The new Executive Order sounds good but appears to have missed the focus on SMEs, as it concentrates 90percent on the convenience of foreign investors. The Presidential Enabling Business Environment Council (PEBEC) needs to do wider consultations and involve genuine SMEs in its activities. For our economy to recover fast and in a sustainable way, we need an Executive Order that will take a cue from the World Bank Group to favour local SMEs 100 per cent. Toiletries and cosmetics companies in Nigeria have the capacity to produce sufficient finished cosmetics products for local consumption and for export, as they did in the 90s. But we need government protection by prohibiting importation of cosmetic products into Nigeria, notwithstanding the bilateral agreements it may have entered into. The Ease of Business Ranking as put together by the World Bank Group has SME as its focus; this is not for the fun of it, because SMEs have the potentials to grow a country’s GDP out of recession in a more sustainable way than Foreign Direct Investments (FDIs).
According to the World Bank data, the percentage contribution of SMEs to GDP in high income countries is between 50-55percent in UAE, Singapore, Quatar, Denmark, Germany, France and many of the EU countries. In middle income countries like China, India, Brazil, Malaysia, Angola, Thailand and Ghana, SMEs contribute between 35-40 per cent of the GDP. In low income countries like Cambodia, Kenya and sub Saharan African countries, SMEs contribution to GDP is 15percent. The recent UN report says Nigeria’s population will be 200 million by 2019 and over 400 million by 2050, becoming one of the top five populous countries in the world, so SMEs must thrive to create more jobs for the citizens.
How has this affected Nigeria’s economic growth rate?

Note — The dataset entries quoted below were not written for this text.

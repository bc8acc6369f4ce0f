use bookstall::api::{
    BookstallApi, CmdMessage, ConfigAction, MessageLevel, NewBook, PurchaseOutcome,
};
use bookstall::config::BookstallConfig;
use bookstall::error::{BookstallError, Result};
use bookstall::model::Book;
use bookstall::payment::{CashPayment, OnlinePayment, PaymentMethod};
use bookstall::store::fs::FileStore;
use clap::Parser;
use colored::*;
use rust_decimal::Decimal;
use std::fmt::Display;
use std::io::{self, Write};
use std::path::Path;
use std::str::FromStr;
use unicode_width::UnicodeWidthStr;

mod args;
use args::{Cli, Commands, PaymentKind};

const CONFIG_DIR: &str = ".bookstall";

fn main() {
    if let Err(e) = run() {
        eprintln!("Error: {}", e);
        std::process::exit(1);
    }
}

struct AppContext {
    api: BookstallApi<FileStore>,
}

fn run() -> Result<()> {
    let cli = Cli::parse();
    let mut ctx = init_context(&cli)?;

    match cli.command {
        Some(Commands::Add {
            title,
            author,
            price,
            quantity,
        }) => handle_add(&mut ctx, title, author, price, quantity),
        Some(Commands::List) => handle_list(&mut ctx),
        Some(Commands::Restock { title, delta }) => handle_restock(&mut ctx, title, delta),
        Some(Commands::Sell { title }) => handle_sell(&mut ctx, title),
        Some(Commands::Buy {
            title,
            customer,
            payment,
        }) => handle_buy(&mut ctx, title, customer, payment),
        Some(Commands::Config { key, value }) => handle_config(&ctx, key, value),
        None => handle_list(&mut ctx),
    }
}

fn init_context(cli: &Cli) -> Result<AppContext> {
    let config = BookstallConfig::load(Path::new(CONFIG_DIR)).unwrap_or_default();
    let file = cli.file.clone().unwrap_or(config.inventory_file);
    let api = BookstallApi::new(FileStore::new(), file);
    Ok(AppContext { api })
}

fn handle_add(
    ctx: &mut AppContext,
    title: Option<String>,
    author: Option<String>,
    price: Option<Decimal>,
    quantity: Option<i32>,
) -> Result<()> {
    let new_books = match (title, author, price, quantity) {
        (Some(title), Some(author), Some(price), Some(quantity)) => {
            vec![NewBook::new(title, author, price, quantity)]
        }
        (None, None, None, None) => prompt_bulk_add()?,
        _ => {
            return Err(BookstallError::Api(
                "Provide title, author, price and quantity together (or none for interactive entry)"
                    .into(),
            ));
        }
    };

    let result = ctx.api.add_books(&new_books)?;
    print_messages(&result.messages);
    println!("Current Inventory:");
    print_books(&result.listed_books);
    Ok(())
}

fn handle_list(ctx: &mut AppContext) -> Result<()> {
    let loaded = ctx.api.load_inventory()?;
    print_messages(&loaded.messages);
    let result = ctx.api.list_books()?;
    print_books(&result.listed_books);
    Ok(())
}

fn handle_restock(ctx: &mut AppContext, title: String, delta: i32) -> Result<()> {
    let loaded = ctx.api.load_inventory()?;
    print_messages(&loaded.messages);
    let result = ctx.api.restock(&title, delta)?;
    print_messages(&result.messages);
    Ok(())
}

fn handle_sell(ctx: &mut AppContext, title: String) -> Result<()> {
    let loaded = ctx.api.load_inventory()?;
    print_messages(&loaded.messages);
    let result = ctx.api.sell(&title)?;
    print_messages(&result.messages);
    Ok(())
}

fn handle_buy(
    ctx: &mut AppContext,
    title: Option<String>,
    customer: Option<String>,
    payment: PaymentKind,
) -> Result<()> {
    let loaded = ctx.api.load_inventory()?;
    print_messages(&loaded.messages);

    let customer = match customer {
        Some(name) => name,
        None => prompt("Enter your name: ")?,
    };
    println!("Welcome to the bookstall, {}!", customer);

    println!("Current Inventory:");
    let listing = ctx.api.list_books()?;
    print_books(&listing.listed_books);

    let title = match title {
        Some(title) => title,
        None => prompt("Enter the book you want to buy: ")?,
    };

    let method: Box<dyn PaymentMethod> = match payment {
        PaymentKind::Cash => Box::new(CashPayment),
        PaymentKind::Online => Box::new(OnlinePayment),
    };

    let result = ctx.api.buy(method.as_ref(), &customer, &title)?;
    print_messages(&result.messages);
    if result.purchase == Some(PurchaseOutcome::Bought) {
        println!("{}", "Thank you for visiting!".dimmed());
    }
    Ok(())
}

fn handle_config(ctx: &AppContext, key: Option<String>, value: Option<String>) -> Result<()> {
    let action = match (key, value) {
        (None, _) => ConfigAction::ShowAll,
        (Some(key), None) => ConfigAction::ShowKey(key),
        (Some(key), Some(value)) => ConfigAction::Set(key, value),
    };

    let result = ctx.api.config(Path::new(CONFIG_DIR), action)?;
    if let Some(config) = &result.config {
        println!("inventory-file = {}", config.inventory_file);
    }
    print_messages(&result.messages);
    Ok(())
}

fn prompt(label: &str) -> Result<String> {
    print!("{}", label);
    io::stdout().flush()?;
    let mut line = String::new();
    io::stdin().read_line(&mut line)?;
    Ok(line.trim_end_matches(['\n', '\r']).to_string())
}

fn prompt_parse<T: FromStr>(label: &str) -> Result<T>
where
    T::Err: Display,
{
    loop {
        let input = prompt(label)?;
        match input.trim().parse() {
            Ok(value) => return Ok(value),
            Err(e) => eprintln!("{}", format!("Invalid value: {}", e).red()),
        }
    }
}

fn prompt_bulk_add() -> Result<Vec<NewBook>> {
    let count: usize = prompt_parse("Enter the number of books to add: ")?;
    let mut new_books = Vec::with_capacity(count);
    for i in 0..count {
        println!("Book {} of {}:", i + 1, count);
        let title = prompt("  Title: ")?;
        let author = prompt("  Author: ")?;
        let price: Decimal = prompt_parse("  Price: ")?;
        let quantity: i32 = prompt_parse("  Quantity: ")?;
        new_books.push(NewBook::new(title, author, price, quantity));
    }
    Ok(new_books)
}

fn print_messages(messages: &[CmdMessage]) {
    for message in messages {
        match message.level {
            MessageLevel::Info => println!("{}", message.content.dimmed()),
            MessageLevel::Success => println!("{}", message.content.green()),
            MessageLevel::Warning => eprintln!("{}", message.content.yellow()),
            MessageLevel::Error => println!("{}", message.content.red()),
        }
    }
}

fn pad_to_width(s: &str, width: usize) -> String {
    let padding = width.saturating_sub(s.width());
    format!("{}{}", s, " ".repeat(padding))
}

fn print_books(books: &[Book]) {
    if books.is_empty() {
        println!("No books in inventory.");
        return;
    }

    let title_width = books.iter().map(|b| b.title.width()).max().unwrap_or(0);
    let author_width = books.iter().map(|b| b.author.width()).max().unwrap_or(0);

    for (row, book) in books.iter().enumerate() {
        let price = format!("${}", book.price);
        let quantity = if book.quantity > 0 {
            format!("x{}", book.quantity).normal()
        } else {
            "out of stock".red()
        };
        println!(
            "{:>3}. {}  {}  {:>9}  {}",
            row + 1,
            pad_to_width(&book.title, title_width).bold(),
            pad_to_width(&book.author, author_width),
            price,
            quantity
        );
    }
}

Nigeria’s loss in Global Competitiveness is a source of worry. In a recent report, Nigeria, the giant of Africa, dropped three notches from 124th in 2015-2016 to 127th in 2016-2017. On the other hand, some countries in Sub-Saharan Africa like Mauritius (ranking 45th) and South Africa (47th) remain the region’s most competitive economies, climbing two places and one place, respectively. Rwanda (52nd) comes third in the region. Closely related to Global Competitiveness is the Ease of Doing Business (EODB). Based on the latest ranking released by the World Bank, Nigeria is ranked 169 among 190 countries. Some analysts see this ranking as an improvement on the previous position of 170 out of 189. When compared with countries in the sub-region like Ghana (108), Mali (141) and Togo (154), there is nothing to cheer about Nigeria.
Barely three months after signing the EODB into law, nothing has changed for all to see that we are moving forward. It was acknowledged that Nigeria’s low ranking of 14th out of the15 Economic Community of West African States (ECOWAS) economies and 182nd out of 190 economies worldwide in the ‘Trade Across Borders’ indicator must be changed. To this end, some reforms were introduced to achieve 24-hour cargo clearing, just like a shift system, in order to achieve around the clock operation, scheduling and coordinating Mandatory Joint Examinations and Sign-off Form to ensure that there is only one point of contact between importers at the port.
Recently, the Financial Business Group honoured you with award of excellence for your enormous contributions to the manufacturing sector. How do you describe this recognition?
I feel humbled and thank God for His grace. But, ultimately, I am appealing to government to resuscitate the real sector, in order to create jobs for the citizens. The alarming unemployment rate, if not tackled, will create another crisis in the country.